“I Have a Dream”

“I Have a Dream”

Fifty years ago today, on the morning of August 28, 1963, Martin Luther King looked out from his suite at the Willard Hotel as crowds began mulling around the Washington monument. He had stayed up until four in the morning drafting and redrafting his speech. As King looked on, his aides were furiously typing the finished draft for distribution to the press. King’s greatest fear was that the march would turn violent. “If that happens,” King told Ralph Abernathy, “everything we have done in Birmingham will be wiped out in a single day.” Turn-out was a close second on King’s list of concerns. He had hoped for 100,000 marchers, but at the scheduled start date of 9:30 a.m., less than 25,000 had gathered at the Washington monument.

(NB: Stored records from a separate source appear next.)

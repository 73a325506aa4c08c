// Capped history of raw worker output, exposed through the status query

use std::collections::VecDeque;

/// Maximum number of entries retained for a run
pub const DIAGNOSTIC_CAPACITY: usize = 500;

/// Ring buffer of output lines; the oldest entry is evicted once full
#[derive(Debug, Clone)]
pub struct DiagnosticLog {
    lines: VecDeque<String>,
    capacity: usize,
}

impl Default for DiagnosticLog {
    fn default() -> Self {
        Self::with_capacity(DIAGNOSTIC_CAPACITY)
    }
}

impl DiagnosticLog {
    pub fn new() -> Self {
        Self::default()
    }

    pub fn with_capacity(capacity: usize) -> Self {
        Self {
            lines: VecDeque::with_capacity(capacity.min(DIAGNOSTIC_CAPACITY)),
            capacity,
        }
    }

    pub fn push(&mut self, line: impl Into<String>) {
        self.lines.push_back(line.into());
        while self.lines.len() > self.capacity {
            self.lines.pop_front();
        }
    }

    pub fn clear(&mut self) {
        self.lines.clear();
    }

    pub fn len(&self) -> usize {
        self.lines.len()
    }

    pub fn is_empty(&self) -> bool {
        self.lines.is_empty()
    }

    pub fn lines(&self) -> impl Iterator<Item = &str> {
        self.lines.iter().map(String::as_str)
    }

    /// All retained entries, oldest first, newline-joined
    pub fn joined(&self) -> String {
        self.lines().collect::<Vec<_>>().join("\n")
    }
}
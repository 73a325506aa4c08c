// Environment configuration for the worker host
// Resolves the worker binary, the directories it reads/writes, and the session partition

use crate::paths;
use std::path::{Path, PathBuf};

/// Session partition the app's web content (and proxy binding) lives in
pub const DEFAULT_PARTITION: &str = "persist:wr";

/// File name of the persisted cookie store inside the state directory
pub const COOKIE_STORE_FILE: &str = "cookie-backup.json";

/// Which worker the host runs, and how it reacts to archive open requests
#[derive(Debug, Clone, Copy, PartialEq, Eq)]
pub enum HostMode {
    /// Full desktop app: one long-lived worker launched at startup
    Desktop,
    /// Archive player: a worker per opened archive or synced collection
    Player,
}

impl std::fmt::Display for HostMode {
    fn fmt(&self, f: &mut std::fmt::Formatter<'_>) -> std::fmt::Result {
        match self {
            HostMode::Desktop => write!(f, "desktop"),
            HostMode::Player => write!(f, "player"),
        }
    }
}

impl std::str::FromStr for HostMode {
    type Err = String;

    fn from_str(s: &str) -> Result<Self, Self::Err> {
        match s.trim().to_ascii_lowercase().as_str() {
            "desktop" => Ok(HostMode::Desktop),
            "player" => Ok(HostMode::Player),
            other => Err(format!("Unknown host mode: {}", other)),
        }
    }
}

/// Configuration for worker paths and session settings
#[derive(Debug, Clone)]
pub struct Config {
    pub mode: HostMode,
    /// Worker executable
    pub worker_bin: PathBuf,
    /// Desktop-mode data directory passed to the worker with `-d`
    pub data_dir: PathBuf,
    /// Base directory for content synced from the swarm
    pub sync_dir: PathBuf,
    /// Host state (cookie backup)
    pub state_dir: PathBuf,
    /// Session partition bound to the worker's proxy
    pub partition: String,
    /// User identity passed to the worker with `-u`
    pub username: String,
}

impl Config {
    /// Create configuration using default paths
    pub fn default_paths(mode: HostMode) -> Self {
        let downloads = paths::downloads_dir();
        let state_dir = paths::app_data_dir().unwrap_or_else(|| downloads.join(".webrecorder"));
        Self::with_dirs(mode, &downloads, state_dir)
    }

    /// Configuration rooted at explicit directories, with the worker resolved for `mode`
    pub fn with_dirs(mode: HostMode, downloads: &Path, state_dir: PathBuf) -> Self {
        let worker_bin = paths::resolve_worker_path(mode)
            .unwrap_or_else(|| PathBuf::from(paths::worker_exe_name(mode)));

        Self {
            mode,
            worker_bin,
            data_dir: downloads.join("Webrecorder"),
            sync_dir: downloads.join("webrecorder-dat"),
            state_dir,
            partition: DEFAULT_PARTITION.to_string(),
            username: Self::current_username(),
        }
    }

    /// Create configuration from environment variables, falling back to defaults
    ///
    /// - `WR_MODE`: `desktop` (default) or `player`
    /// - `WR_DOWNLOADS_DIR`: replaces the downloads directory
    /// - `WR_DESKTOP_DIR`: replaces the state directory
    /// - `WR_WORKER_BIN`: explicit worker executable
    pub fn from_env() -> Self {
        let mode = match std::env::var("WR_MODE") {
            Ok(raw) => raw.parse::<HostMode>().unwrap_or_else(|e| {
                tracing::warn!("{}; using desktop mode", e);
                HostMode::Desktop
            }),
            Err(_) => HostMode::Desktop,
        };

        let mut config = match std::env::var("WR_DOWNLOADS_DIR") {
            Ok(dir) => {
                let downloads = PathBuf::from(dir);
                let state_dir = paths::app_data_dir().unwrap_or_else(|| downloads.join(".webrecorder"));
                Self::with_dirs(mode, &downloads, state_dir)
            }
            Err(_) => Self::default_paths(mode),
        };

        if let Ok(dir) = std::env::var("WR_DESKTOP_DIR") {
            config.state_dir = PathBuf::from(dir);
        }
        if let Ok(bin) = std::env::var("WR_WORKER_BIN") {
            config.worker_bin = PathBuf::from(bin);
        }

        config
    }

    /// Path of the persisted cookie store
    pub fn cookie_store(&self) -> PathBuf {
        self.state_dir.join(COOKIE_STORE_FILE)
    }

    /// Ensure the state and sync directories exist
    pub fn ensure_dirs(&self) -> std::io::Result<()> {
        std::fs::create_dir_all(&self.state_dir)?;
        std::fs::create_dir_all(&self.sync_dir)?;
        Ok(())
    }

    fn current_username() -> String {
        std::env::var("USER")
            .or_else(|_| std::env::var("USERNAME"))
            .unwrap_or_else(|_| "user".to_string())
    }
}
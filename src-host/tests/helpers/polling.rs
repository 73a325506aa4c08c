use std::time::Duration;
use tokio::sync::mpsc::UnboundedReceiver;
use wr_desktop_lib::protocol::UiEvent;

pub const EVENT_TIMEOUT: Duration = Duration::from_secs(5);

/// Receive events until `pick` accepts one, failing after `EVENT_TIMEOUT`.
///
/// Events `pick` rejects are returned alongside so tests can check ordering.
pub async fn wait_for_event<F, T>(
    rx: &mut UnboundedReceiver<UiEvent>,
    mut pick: F,
) -> (T, Vec<UiEvent>)
where
    F: FnMut(&UiEvent) -> Option<T>,
{
    let mut skipped = Vec::new();
    let deadline = tokio::time::Instant::now() + EVENT_TIMEOUT;

    loop {
        let event = match tokio::time::timeout_at(deadline, rx.recv()).await {
            Ok(Some(event)) => event,
            Ok(None) => panic!("event channel closed; saw {:?}", skipped),
            Err(_) => panic!("timed out waiting for event; saw {:?}", skipped),
        };
        match pick(&event) {
            Some(value) => return (value, skipped),
            None => skipped.push(event),
        }
    }
}
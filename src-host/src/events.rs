// Presentation event transport

use crate::protocol::{serialize_message, UiEvent};
use std::io::Write;
use tokio::sync::mpsc;

/// One-way, fire-and-forget delivery of UiEvents
pub trait EventSink: Send + Sync {
    fn send(&self, event: UiEvent);
}

/// JSON lines on the process's stdout
#[derive(Debug, Default, Clone, Copy)]
pub struct StdoutSink;

impl EventSink for StdoutSink {
    fn send(&self, event: UiEvent) {
        let bytes = match serialize_message(&event) {
            Ok(bytes) => bytes,
            Err(e) => {
                tracing::warn!(error = %e, "failed to encode event");
                return;
            }
        };

        let mut stdout = std::io::stdout().lock();
        if let Err(e) = stdout.write_all(&bytes).and_then(|_| stdout.flush()) {
            tracing::debug!(error = %e, "event dropped, stdout closed");
        }
    }
}

/// In-process sink backed by an unbounded channel
#[derive(Debug, Clone)]
pub struct ChannelSink {
    tx: mpsc::UnboundedSender<UiEvent>,
}

impl ChannelSink {
    pub fn new() -> (Self, mpsc::UnboundedReceiver<UiEvent>) {
        let (tx, rx) = mpsc::unbounded_channel();
        (Self { tx }, rx)
    }
}

impl EventSink for ChannelSink {
    fn send(&self, event: UiEvent) {
        // Receiver gone means nobody is listening any more
        let _ = self.tx.send(event);
    }
}
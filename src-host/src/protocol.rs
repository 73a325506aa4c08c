// Host protocol - messages between the host and its presentation layer
// Newline-delimited JSON: UiEvents out on stdout, HostCommands in on stdin

use serde::{Deserialize, Serialize};

/// Source tag for an archive opened from a file
pub const SOURCE_WARC: &str = "warc";

/// Source tag for content acquired through the swarm
pub const SOURCE_DAT: &str = "dat";

// ============================================================================
// Host -> presentation events
// ============================================================================

/// One-way notification to the presentation layer
#[derive(Debug, Clone, PartialEq, Serialize, Deserialize)]
#[serde(tag = "event", content = "data")]
pub enum UiEvent {
    /// Navigate the app view to a path
    #[serde(rename = "change-location")]
    ChangeLocation { path: String },
    /// A load has started; `src` is `warc` or `dat`
    #[serde(rename = "initializing")]
    Initializing { src: String },
    /// Content download progress, 0-100
    #[serde(rename = "indexProgress")]
    IndexProgress { perct: u8 },
    /// Player worker is reachable and indexing `source`
    #[serde(rename = "indexing")]
    Indexing {
        host: String,
        #[serde(skip_serializing_if = "Option::is_none")]
        source: Option<String>,
    },
    /// Desktop worker is reachable and the proxy routes to it
    #[serde(rename = "worker-ready")]
    WorkerReady { host: String, port: u16 },
    /// Answer to a status query
    #[serde(rename = "status")]
    Status(StatusSnapshot),
    /// A content sync ended before its launch
    #[serde(rename = "sync-failed")]
    SyncFailed { key: String, message: String },
}

/// Configuration half of the status snapshot
#[derive(Debug, Clone, Default, PartialEq, Eq, Serialize, Deserialize)]
pub struct HostConfigSnapshot {
    /// Base URL of the current worker, when one is reachable
    pub host: Option<String>,
    /// Version lines reported by the worker binary
    pub version: String,
}

#[derive(Debug, Clone, Default, PartialEq, Eq, Serialize, Deserialize)]
pub struct StatusSnapshot {
    pub config: HostConfigSnapshot,
    /// Diagnostic log, newline-joined
    pub stdout: String,
}

// ============================================================================
// Presentation -> host commands
// ============================================================================

#[derive(Debug, Clone, PartialEq, Eq, Serialize, Deserialize)]
#[serde(tag = "cmd", rename_all = "kebab-case")]
pub enum HostCommand {
    /// OS file-open event; queued until the UI is ready
    OpenFile { path: String },
    /// Open an archive immediately
    OpenArchive { path: String },
    /// The presentation layer can receive events
    UiReady,
    /// Acquire content for a swarm key, then open it
    Sync { key: String },
    /// Request a status snapshot
    Status,
    /// Persist state and exit
    Quit,
}

// ============================================================================
// Helpers for message framing
// ============================================================================

/// Serialize a message to JSON bytes with newline delimiter
pub fn serialize_message<T: Serialize>(msg: &T) -> Result<Vec<u8>, serde_json::Error> {
    let mut bytes = serde_json::to_vec(msg)?;
    bytes.push(b'\n');
    Ok(bytes)
}

/// Deserialize a message from JSON bytes (strips trailing newline)
pub fn deserialize_message<T: for<'de> Deserialize<'de>>(
    bytes: &[u8],
) -> Result<T, serde_json::Error> {
    let trimmed = bytes.strip_suffix(b"\n").unwrap_or(bytes);
    let trimmed = trimmed.strip_suffix(b"\r").unwrap_or(trimmed);
    serde_json::from_slice(trimmed)
}

#[cfg(test)]
mod tests {
    use super::*;
    use serde_json::json;

    #[test]
    fn test_event_wire_names() {
        let event = UiEvent::IndexProgress { perct: 42 };
        assert_eq!(
            serde_json::to_value(&event).unwrap(),
            json!({"event": "indexProgress", "data": {"perct": 42}})
        );

        let event = UiEvent::ChangeLocation { path: "/".into() };
        assert_eq!(
            serde_json::to_value(&event).unwrap(),
            json!({"event": "change-location", "data": {"path": "/"}})
        );
    }

    #[test]
    fn test_status_snapshot_shape() {
        let event = UiEvent::Status(StatusSnapshot {
            config: HostConfigSnapshot {
                host: Some("http://localhost:54231/".into()),
                version: "webrecorder 1.0".into(),
            },
            stdout: "a\nb".into(),
        });
        let value = serde_json::to_value(&event).unwrap();
        assert_eq!(value["data"]["config"]["host"], "http://localhost:54231/");
        assert_eq!(value["data"]["stdout"], "a\nb");
    }

    #[test]
    fn test_commands_parse_from_lines() {
        let cmd: HostCommand =
            deserialize_message(b"{\"cmd\":\"open-file\",\"path\":\"/tmp/a.warc\"}\n").unwrap();
        assert_eq!(cmd, HostCommand::OpenFile { path: "/tmp/a.warc".into() });

        let cmd: HostCommand = deserialize_message(b"{\"cmd\":\"ui-ready\"}\r\n").unwrap();
        assert_eq!(cmd, HostCommand::UiReady);

        assert!(deserialize_message::<HostCommand>(b"{\"cmd\":\"reboot\"}").is_err());
    }

    #[test]
    fn test_serialized_messages_are_single_lines() {
        let bytes = serialize_message(&UiEvent::SyncFailed {
            key: "abc".into(),
            message: "line one\nline two".into(),
        })
        .unwrap();
        assert_eq!(bytes.iter().filter(|b| **b == b'\n').count(), 1);
        assert_eq!(bytes.last(), Some(&b'\n'));
    }
}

Within an hour the numbers surged to 90,000 with many more on the way. By the time entertainers had finished their warm-up act and the formal speeches began, the crowd exceeded 200,000. The following day the New York Times described it as “the greatest assembly for a redress of grievances that this capital has ever seen.”

The program called for ten speakers representing many of the leading civil rights, religious, and labor groups in the nation. The program started late and progressed slowly, with several spotty and uninspired speeches. The first speaker to capture the audience was young John Lewis, who gave a defiant jeremiad indicting “politicians who build their careers on immoral compromises and ally themselves with open forms of political, economic, and social exploitation.” Lewis demanded federal legislation that would provide real protection. “We are tired of being beaten by policemen. We are tired of seeing our people locked up in jail over and over again, and then you holler ‘Be patient.’ How long can we be patient? We want our freedom and we want it now.”

Roy Wilkins, executive-secretary of the National Association for the Advancement of Colored People, used humor to praise Kennedy’s bill by promising to “emancipate” Southern politicians from office if they did not support the civil rights bill. Mahalia Jackson, the Queen of Gospel, sang a Negro spiritual that brought the crowd to tears. Finally, Martin Luther King took the podium to a thunderous applause.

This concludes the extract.